NEW YORK (Reuters Health) - What you eat might affect your risk of developing allergies or asthma, and possibly that of your kids, hints a new review of the medical evidence.
Researchers found zinc, vitamins A, D, and E, as well as fruits and vegetables, seemed to have a protective role, but they stress the data are too preliminary to draw any firm conclusions.
“The short answer is that it is too early to tell,” said Dr. Graham Devereux of the University of Aberdeen in the UK, who worked on the study.
As a result, pregnant women and parents should not change their diets solely for the purpose of protecting their kids from allergies, Devereux added in an e-mail to Reuters Health.
“Currently there is no evidence that changing diet makes any difference,” he said.
More than seven percent of adult Americans, and even more kids, have asthma, and the lung disease has been on the rise in recent decades for unknown reasons.
According to the U.S. Centers for Disease Control and Prevention, it now causes more than 13 million annual visits to emergency rooms and doctors’ offices.
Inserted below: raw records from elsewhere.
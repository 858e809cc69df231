// Copyright (c) 2025 Erick Bourgeois, firestoned
// SPDX-License-Identifier: MIT

//! Global constants for the external DNS controller.
//!
//! This module contains all numeric and string constants used throughout the codebase.
//! Constants are organized by category for easy maintenance.

// ============================================================================
// API Constants
// ============================================================================

/// API group for all DNS CRDs
pub const API_GROUP: &str = "dns.gardener.cloud";

/// API version for all DNS CRDs
pub const API_VERSION: &str = "v1alpha1";

/// Fully qualified API version (group/version)
pub const API_GROUP_VERSION: &str = "dns.gardener.cloud/v1alpha1";

/// Kind name for `DNSProvider` resource
pub const KIND_DNS_PROVIDER: &str = "DNSProvider";

/// Kind name for `DNSEntry` resource
pub const KIND_DNS_ENTRY: &str = "DNSEntry";

/// Kind name for `DNSAnnotation` resource
pub const KIND_DNS_ANNOTATION: &str = "DNSAnnotation";

// ============================================================================
// Finalizers
// ============================================================================

/// Compound finalizer applied to providers, entries, and referenced secrets.
/// A single finalizer string is shared so that a provider, the secret it
/// references, and the entries assigned to it block deletion consistently.
pub const FINALIZER_COMPOUND: &str = "dns.gardener.cloud/compound";

// ============================================================================
// Annotations
// ============================================================================

/// Class annotation scoping controller responsibility
pub const ANNOTATION_CLASS: &str = "dns.gardener.cloud/class";

/// Selects host names from a source object's declared hostnames
pub const ANNOTATION_DNSNAMES: &str = "dns.gardener.cloud/dnsnames";

/// Opt-out annotation: `true`/`reconcile` report Ignored, `full` also drops the finalizer
pub const ANNOTATION_IGNORE: &str = "dns.gardener.cloud/ignore";

/// Hard ignore on targets: also skips deletion cleanup
pub const ANNOTATION_TARGET_HARD_IGNORE: &str = "dns.gardener.cloud/target-hard-ignore";

/// Restricts emitted address families: `ipv4`, `ipv6`, or `dual-stack`
pub const ANNOTATION_IP_STACK: &str = "dns.gardener.cloud/ip-stack";

/// Seconds between CNAME target expansions
pub const ANNOTATION_CNAME_LOOKUP_INTERVAL: &str = "dns.gardener.cloud/cname-lookup-interval";

/// Forces expansion of CNAME targets to addresses
pub const ANNOTATION_RESOLVE_TARGETS: &str = "dns.gardener.cloud/resolve-targets-to-addresses";

/// Operation annotation written by the lookup processor to force a reconcile
pub const ANNOTATION_OPERATION: &str = "gardener.cloud/operation";

/// Value of [`ANNOTATION_OPERATION`] that requests an immediate reconcile
pub const OPERATION_RECONCILE: &str = "reconcile";

/// Default controller class when no `class` annotation or config is present
pub const DEFAULT_CLASS: &str = "gardendns";

// ============================================================================
// Controller Defaults
// ============================================================================

/// Default concurrent syncs for the DNSProvider controller
pub const DEFAULT_PROVIDER_CONCURRENT_SYNCS: usize = 2;

/// Default concurrent syncs for the DNSEntry controller
pub const DEFAULT_ENTRY_CONCURRENT_SYNCS: usize = 5;

/// Default concurrent syncs for the DNSAnnotation controller
pub const DEFAULT_ANNOTATION_CONCURRENT_SYNCS: usize = 2;

/// Default number of parallel hostname lookups in the lookup processor
pub const DEFAULT_MAX_CONCURRENT_LOOKUPS: usize = 2;

/// Default full resync period for providers (1 hour)
pub const DEFAULT_SYNC_PERIOD_SECS: u64 = 3600;

/// Default recheck period when a provider has no usable zones (5 minutes)
pub const DEFAULT_RECHECK_PERIOD_SECS: u64 = 300;

/// Default per-reconcile deadline (2 minutes)
pub const DEFAULT_RECONCILIATION_TIMEOUT_SECS: u64 = 120;

/// Default TTL applied to records when neither entry nor provider set one
pub const DEFAULT_TTL_SECS: i64 = 300;

/// Default TTL for the cached zone list of an account (30 minutes)
pub const DEFAULT_ZONE_CACHE_TTL_SECS: u64 = 1800;

/// Default interval between CNAME target re-expansions (10 minutes)
pub const DEFAULT_CNAME_LOOKUP_INTERVAL_SECS: u64 = 600;

/// Debounce window after a successful update before the next reconcile (5 seconds)
pub const DEFAULT_RECONCILIATION_DELAY_SECS: u64 = 5;

/// Requeue delay when a dns name lock is contended (jitter is added on top)
pub const LOCK_REQUEUE_BASE_MILLIS: u64 = 3000;

/// Maximum jitter added to the lock-contention requeue delay
pub const LOCK_REQUEUE_JITTER_MILLIS: u64 = 500;

/// Requeue duration for controller errors (30 seconds)
pub const ERROR_REQUEUE_DURATION_SECS: u64 = 30;

/// Maximum backoff while waiting for referencing entries during provider deletion
pub const PROVIDER_DELETE_MAX_BACKOFF_SECS: u64 = 300;

// ============================================================================
// Rate Limiting Defaults
// ============================================================================

/// Default queries per second against a provider API, per account
pub const DEFAULT_RATE_LIMIT_QPS: f64 = 10.0;

/// Default burst size for the per-account token bucket
pub const DEFAULT_RATE_LIMIT_BURST: u32 = 20;

/// Seconds per day, used to convert `requestsPerDay` into a qps value
pub const SECONDS_PER_DAY: f64 = 86400.0;

/// Default number of change requests submitted per execution batch
pub const DEFAULT_BATCH_SIZE: usize = 50;

// ============================================================================
// DNS Cache Constants
// ============================================================================

/// Floor for caching negative authoritative answers (15 seconds)
pub const NEGATIVE_CACHE_TTL_SECS: u64 = 15;

/// Fixed wake-up period of the lookup processor when the heap is idle
pub const LOOKUP_CHECK_PERIOD_SECS: u64 = 15;

/// Maximum attempts for a single hostname lookup hitting timeouts
pub const LOOKUP_MAX_RETRIES: usize = 5;

/// Delay between lookup retry attempts
pub const LOOKUP_RETRY_DELAY_MILLIS: u64 = 500;

/// Bound on concurrent address expansions within one reconcile
pub const TARGET_EXPANSION_PARALLELISM: usize = 4;

// ============================================================================
// Leader Election Constants
// ============================================================================

/// Default leader election lease duration (15 seconds)
pub const DEFAULT_LEASE_DURATION_SECS: u64 = 15;

/// Default leader election renew deadline (10 seconds)
pub const DEFAULT_LEASE_RENEW_DEADLINE_SECS: u64 = 10;

/// Default leader election retry period (2 seconds)
pub const DEFAULT_LEASE_RETRY_PERIOD_SECS: u64 = 2;

// ============================================================================
// Server Constants
// ============================================================================

/// Default port for the health probe HTTP server
pub const HEALTH_SERVER_PORT: u16 = 2751;

/// Default port for the Prometheus metrics HTTP server
pub const METRICS_SERVER_PORT: u16 = 2753;

/// Path for Prometheus metrics endpoint
pub const METRICS_SERVER_PATH: &str = "/metrics";

/// Path for the liveness/readiness probe endpoint
pub const HEALTH_SERVER_PATH: &str = "/healthz";

/// Bind address for the HTTP servers
pub const SERVER_BIND_ADDRESS: &str = "0.0.0.0";

// ============================================================================
// Runtime Constants
// ============================================================================

/// Number of worker threads for Tokio runtime
pub const TOKIO_WORKER_THREADS: usize = 4;

/// Graceful shutdown window for draining in-flight reconciles
pub const SHUTDOWN_GRACE_PERIOD_SECS: u64 = 5;

/// Exit code for a clean shutdown
pub const EXIT_CODE_OK: i32 = 0;

/// Exit code for an unrecoverable startup error
pub const EXIT_CODE_STARTUP_FAILURE: i32 = 1;

/// Exit code requesting a restart because CRD availability changed
pub const EXIT_CODE_CRD_CHANGED: i32 = 3;

// ============================================================================
// Event Constants
// ============================================================================

/// Window within which identical events on the same object are dropped
pub const EVENT_DEDUP_WINDOW_MILLIS: u64 = 1000;
// Copyright (c) 2025 Erick Bourgeois, firestoned
// SPDX-License-Identifier: MIT

//! Internal DNS data model.
//!
//! This module defines the representation shared by the entry reconciler,
//! the account layer, and the provider handlers:
//!
//! - [`RecordType`] - the record types the controller manages
//! - [`RecordSet`] - one type's records for one name, with TTL and policy
//! - [`DnsSetName`] - a dns name plus the routing-policy set identifier
//! - [`DnsSet`] / [`DnsSets`] - records grouped per name
//! - [`ZoneId`] - globally unique hosted-zone identifier
//! - [`Target`] - one desired target value with its inferred record type
//!
//! Equality between desired and observed record sets is deliberately not
//! derived: [`RecordSet::matches`] implements the comparison the diff
//! relies on (order-insensitive records, case-insensitive dns-name values,
//! exact TXT strings, numeric TTL).

pub mod name;

use serde::{Deserialize, Serialize};
use std::collections::{BTreeMap, BTreeSet};
use std::net::IpAddr;

/// DNS record types managed by the controller.
#[derive(Clone, Copy, Debug, PartialEq, Eq, PartialOrd, Ord, Hash, Serialize, Deserialize)]
pub enum RecordType {
    A,
    AAAA,
    CNAME,
    TXT,
    NS,
}

impl RecordType {
    /// Whether record values of this type are dns names (compared
    /// case-insensitively) rather than literals.
    #[must_use]
    pub fn values_are_names(&self) -> bool {
        matches!(self, RecordType::CNAME | RecordType::NS)
    }

    #[must_use]
    pub fn as_str(&self) -> &'static str {
        match self {
            RecordType::A => "A",
            RecordType::AAAA => "AAAA",
            RecordType::CNAME => "CNAME",
            RecordType::TXT => "TXT",
            RecordType::NS => "NS",
        }
    }
}

impl std::fmt::Display for RecordType {
    fn fmt(&self, f: &mut std::fmt::Formatter<'_>) -> std::fmt::Result {
        f.write_str(self.as_str())
    }
}

impl std::str::FromStr for RecordType {
    type Err = String;

    fn from_str(s: &str) -> Result<Self, Self::Err> {
        match s.to_ascii_uppercase().as_str() {
            "A" => Ok(RecordType::A),
            "AAAA" => Ok(RecordType::AAAA),
            "CNAME" => Ok(RecordType::CNAME),
            "TXT" => Ok(RecordType::TXT),
            "NS" => Ok(RecordType::NS),
            other => Err(format!("unsupported record type: {other}")),
        }
    }
}

/// Globally unique identifier of one hosted zone.
///
/// The provider-native id alone is not unique across provider types, so the
/// type travels with it.
#[derive(Clone, Debug, PartialEq, Eq, PartialOrd, Ord, Hash, Serialize, Deserialize)]
pub struct ZoneId {
    /// Provider type owning the zone (e.g. `mock`, `aws-route53`)
    pub provider_type: String,
    /// Provider-native zone identifier
    pub id: String,
}

impl ZoneId {
    #[must_use]
    pub fn new(provider_type: impl Into<String>, id: impl Into<String>) -> Self {
        Self {
            provider_type: provider_type.into(),
            id: id.into(),
        }
    }
}

impl std::fmt::Display for ZoneId {
    fn fmt(&self, f: &mut std::fmt::Formatter<'_>) -> std::fmt::Result {
        write!(f, "{}/{}", self.provider_type, self.id)
    }
}

/// A dns name together with the routing-policy set identifier.
///
/// Records with the same name but different set identifiers are distinct
/// routing-policy variants and are planned independently.
#[derive(Clone, Debug, Default, PartialEq, Eq, PartialOrd, Ord, Hash, Serialize, Deserialize)]
pub struct DnsSetName {
    /// Normalized dns name
    pub dns_name: String,
    /// Routing-policy discriminator; empty for plain entries
    pub set_identifier: String,
}

impl DnsSetName {
    /// Build a set name, normalizing the dns name.
    #[must_use]
    pub fn new(dns_name: &str, set_identifier: &str) -> Self {
        Self {
            dns_name: name::normalize(dns_name),
            set_identifier: set_identifier.to_string(),
        }
    }

    /// Build a plain set name without a set identifier.
    #[must_use]
    pub fn plain(dns_name: &str) -> Self {
        Self::new(dns_name, "")
    }
}

impl std::fmt::Display for DnsSetName {
    fn fmt(&self, f: &mut std::fmt::Formatter<'_>) -> std::fmt::Result {
        if self.set_identifier.is_empty() {
            f.write_str(&self.dns_name)
        } else {
            write!(f, "{}#{}", self.dns_name, self.set_identifier)
        }
    }
}

/// Routing policy attached to a record set (weighted, geolocation, ...).
///
/// Policies compare by type and parameter map; the set identifier lives on
/// the owning [`DnsSetName`].
#[derive(Clone, Debug, PartialEq, Eq, Serialize, Deserialize)]
pub struct RoutingPolicy {
    /// Policy type (`weighted`, `geolocation`)
    pub typ: String,
    /// Policy parameters (e.g. `weight: "10"`, `location: "eu-west-1"`)
    pub parameters: BTreeMap<String, String>,
}

impl RoutingPolicy {
    #[must_use]
    pub fn new(typ: impl Into<String>, parameters: BTreeMap<String, String>) -> Self {
        Self {
            typ: typ.into(),
            parameters,
        }
    }
}

/// One record type's value set for one dns set name.
#[derive(Clone, Debug, PartialEq, Eq, Serialize, Deserialize)]
pub struct RecordSet {
    /// Record type of all values in this set
    pub rtype: RecordType,
    /// Time to live in seconds
    pub ttl: i64,
    /// Record values (IP addresses, hostnames, quoted text)
    pub records: Vec<String>,
    /// Optional routing policy
    #[serde(skip_serializing_if = "Option::is_none")]
    pub routing_policy: Option<RoutingPolicy>,
}

impl RecordSet {
    #[must_use]
    pub fn new(rtype: RecordType, ttl: i64, records: Vec<String>) -> Self {
        Self {
            rtype,
            ttl,
            records,
            routing_policy: None,
        }
    }

    #[must_use]
    pub fn with_policy(mut self, policy: Option<RoutingPolicy>) -> Self {
        self.routing_policy = policy;
        self
    }

    /// Compare desired against observed.
    ///
    /// Records compare as multisets: order-insensitive, case-insensitive
    /// for dns-name values (CNAME, NS), exact strings for everything else.
    /// TTL compares numerically and routing policies by type, parameters,
    /// and (via the owning set name) set identifier.
    #[must_use]
    pub fn matches(&self, other: &RecordSet) -> bool {
        if self.rtype != other.rtype || self.ttl != other.ttl {
            return false;
        }
        if self.routing_policy != other.routing_policy {
            return false;
        }
        if self.records.len() != other.records.len() {
            return false;
        }
        let canon = |rs: &RecordSet| -> BTreeMap<String, usize> {
            let mut counts = BTreeMap::new();
            for r in &rs.records {
                let key = if rs.rtype.values_are_names() {
                    name::normalize(r)
                } else {
                    r.clone()
                };
                *counts.entry(key).or_insert(0) += 1;
            }
            counts
        };
        canon(self) == canon(other)
    }
}

/// All record sets for one dns set name, keyed by record type.
#[derive(Clone, Debug, Default, PartialEq, Eq, Serialize, Deserialize)]
pub struct DnsSet {
    pub name: DnsSetName,
    pub sets: BTreeMap<RecordType, RecordSet>,
}

impl DnsSet {
    #[must_use]
    pub fn new(name: DnsSetName) -> Self {
        Self {
            name,
            sets: BTreeMap::new(),
        }
    }

    /// Insert a record set, replacing any existing set of the same type.
    pub fn insert(&mut self, set: RecordSet) {
        self.sets.insert(set.rtype, set);
    }

    #[must_use]
    pub fn is_empty(&self) -> bool {
        self.sets.is_empty()
    }
}

/// Record sets of a whole zone (or a queried slice of one), keyed by set name.
pub type DnsSets = BTreeMap<DnsSetName, DnsSet>;

/// One desired target value with the record type inferred from its shape.
#[derive(Clone, Debug, PartialEq, Eq, PartialOrd, Ord, Hash)]
pub struct Target {
    pub rtype: RecordType,
    pub value: String,
}

impl Target {
    /// Classify a target string: IPv4 literal, IPv6 literal, or hostname.
    #[must_use]
    pub fn from_value(value: &str) -> Self {
        match value.trim().parse::<IpAddr>() {
            Ok(IpAddr::V4(v4)) => Self {
                rtype: RecordType::A,
                value: v4.to_string(),
            },
            Ok(IpAddr::V6(v6)) => Self {
                rtype: RecordType::AAAA,
                value: v6.to_string(),
            },
            Err(_) => Self {
                rtype: RecordType::CNAME,
                value: name::normalize(value),
            },
        }
    }

    #[must_use]
    pub fn hostname(value: &str) -> Self {
        Self {
            rtype: RecordType::CNAME,
            value: name::normalize(value),
        }
    }
}

/// Group targets by record type into record sets at a common TTL.
///
/// Duplicate values within one type are dropped; the result is sorted for
/// stable diffing and status output.
#[must_use]
pub fn record_sets_from_targets(targets: &[Target], ttl: i64) -> BTreeMap<RecordType, RecordSet> {
    let mut grouped: BTreeMap<RecordType, BTreeSet<String>> = BTreeMap::new();
    for target in targets {
        grouped
            .entry(target.rtype)
            .or_default()
            .insert(target.value.clone());
    }
    grouped
        .into_iter()
        .map(|(rtype, values)| {
            (
                rtype,
                RecordSet::new(rtype, ttl, values.into_iter().collect()),
            )
        })
        .collect()
}

/// Normalize a TXT value to its quoted wire form.
///
/// Values arriving already quoted are kept as-is; everything else is
/// wrapped so that diffing compares the same representation the providers
/// return.
#[must_use]
pub fn ensure_quoted_text(value: &str) -> String {
    if value.len() >= 2 && value.starts_with('"') && value.ends_with('"') {
        value.to_string()
    } else {
        format!("\"{value}\"")
    }
}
Devereux and his colleagues, whose findings appear in the Journal of Allergy and Clinical Immunology, reviewed 62 recent studies that looked at diet and risk of allergy and asthma.
All studies were based on records of women’s diets and other observations, a much weaker design than clinical trials in which people are given supplements or foods to eat.
Of the 22 studies that looked at fruit and vegetable intake, 17 linked healthier diets to lower risks of asthma and allergies. And two reports suggested that children with higher levels of vitamin A in their bodies had a 75 percent lower risk of developing asthma.
Pregnant women who ate a lot of vitamins D — found in fatty fish — and E — found in nuts and seeds — were between 30 and 40 percent less likely to have a child who wheezed, often a sign of asthma.
Also, sticking to a Mediterranean diet — rich in vegetables, fish and monounsaturated fats from olive oil and nuts, but low in saturated fat from meat and dairy — during pregnancy was also tied to a drop of nearly 80 percent in babies’ risk of wheezing.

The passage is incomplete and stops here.